◆ **Task requirements**:
Each record, in full, must be restated word for word.
** Data shown follows **
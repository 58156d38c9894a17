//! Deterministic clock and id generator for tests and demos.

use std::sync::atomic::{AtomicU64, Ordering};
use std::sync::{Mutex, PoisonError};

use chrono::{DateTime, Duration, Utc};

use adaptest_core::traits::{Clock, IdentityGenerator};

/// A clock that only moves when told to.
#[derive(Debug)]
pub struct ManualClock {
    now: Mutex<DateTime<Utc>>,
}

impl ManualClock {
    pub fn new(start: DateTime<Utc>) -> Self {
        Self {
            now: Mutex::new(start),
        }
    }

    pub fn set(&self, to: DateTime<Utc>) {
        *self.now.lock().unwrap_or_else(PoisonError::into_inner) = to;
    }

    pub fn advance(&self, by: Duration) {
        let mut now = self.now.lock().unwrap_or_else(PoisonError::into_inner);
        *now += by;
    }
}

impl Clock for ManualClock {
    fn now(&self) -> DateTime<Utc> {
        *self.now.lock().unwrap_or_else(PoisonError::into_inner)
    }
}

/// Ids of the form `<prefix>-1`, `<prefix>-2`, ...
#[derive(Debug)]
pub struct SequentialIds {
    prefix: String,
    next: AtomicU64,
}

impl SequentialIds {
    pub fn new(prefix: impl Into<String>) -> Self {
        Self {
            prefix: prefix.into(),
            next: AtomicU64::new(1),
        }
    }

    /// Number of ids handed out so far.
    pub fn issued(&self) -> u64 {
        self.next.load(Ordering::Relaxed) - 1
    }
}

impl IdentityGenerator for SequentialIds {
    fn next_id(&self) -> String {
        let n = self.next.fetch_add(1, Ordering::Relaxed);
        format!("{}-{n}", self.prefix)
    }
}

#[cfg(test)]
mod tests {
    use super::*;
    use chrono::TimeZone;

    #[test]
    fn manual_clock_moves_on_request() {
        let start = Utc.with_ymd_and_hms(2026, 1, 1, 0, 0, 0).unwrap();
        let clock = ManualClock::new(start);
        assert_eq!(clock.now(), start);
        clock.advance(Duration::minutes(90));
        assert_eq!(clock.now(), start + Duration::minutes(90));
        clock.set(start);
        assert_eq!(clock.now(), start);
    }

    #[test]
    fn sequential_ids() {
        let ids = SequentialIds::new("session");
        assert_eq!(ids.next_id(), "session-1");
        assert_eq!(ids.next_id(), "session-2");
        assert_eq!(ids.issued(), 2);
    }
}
** End of Data shown **
◆ **Result below**:
repository 58156d38c9894a17
//! Deterministic clock and id generator for tests and demos.

use std::sync::atomic::{AtomicU64, Ordering};
use std::sync::{Mutex, PoisonError};

use chrono::{DateTime, Duration, Utc};

use adaptest_core::traits::{Clock, IdentityGenerator};

/// A clock that only moves when told to.
#[derive(Debug)]
pub struct ManualClock {
    now: Mutex<DateTime<Utc>>,
}

impl ManualClock {
    pub fn new(start: DateTime<Utc>) -> Self {
        Self {
            now: Mutex::new(start),
        }
    }

    pub fn set(&self, to: DateTime<Utc>) {
        *self.now.lock().unwrap_or_else(PoisonError::into_inner) = to;
    }

    pub fn advance(&self, by: Duration) {
        let mut now = self.now.lock().unwrap_or_else(PoisonError::into_inner);
        *now += by;
    }
}

impl Clock for ManualClock {
    fn now(&self) -> DateTime<Utc> {
        *self.now.lock().unwrap_or_else(PoisonError::into_inner)
    }
}

/// Ids of the form `<prefix>-1`, `<prefix>-2`, ...
#[derive(Debug)]
pub struct SequentialIds {
    prefix: String,
    next: AtomicU64,
}

impl SequentialIds {
    pub fn new(prefix: impl Into<String>) -> Self {
        Self {
            prefix: prefix.into(),
            next: AtomicU64::new(1),
        }
    }

    /// Number of ids handed out so far.
    pub fn issued(&self) -> u64 {
        self.next.load(Ordering::Relaxed) - 1
    }
}

impl IdentityGenerator for SequentialIds {
    fn next_id(&self) -> String {
        let n = self.next.fetch_add(1, Ordering::Relaxed);
        format!("{}-{n}", self.prefix)
    }
}

#[cfg(test)]
mod tests {
    use super::*;
    use chrono::TimeZone;

    #[test]
    fn manual_clock_moves_on_request() {
        let start = Utc.with_ymd_and_hms(2026, 1, 1, 0, 0, 0).unwrap();
        let clock = ManualClock::new(start);
        assert_eq!(clock.now(), start);
        clock.advance(Duration::minutes(90));
        assert_eq!(clock.now(), start + Duration::minutes(90));
        clock.set(start);
        assert_eq!(clock.now(), start);
    }

    #[test]
    fn sequential_ids() {
        let ids = SequentialIds::new("session");
        assert_eq!(ids.next_id(), "session-1");
        assert_eq!(ids.next_id(), "session-2");
        assert_eq!(ids.issued(), 2);
    }
}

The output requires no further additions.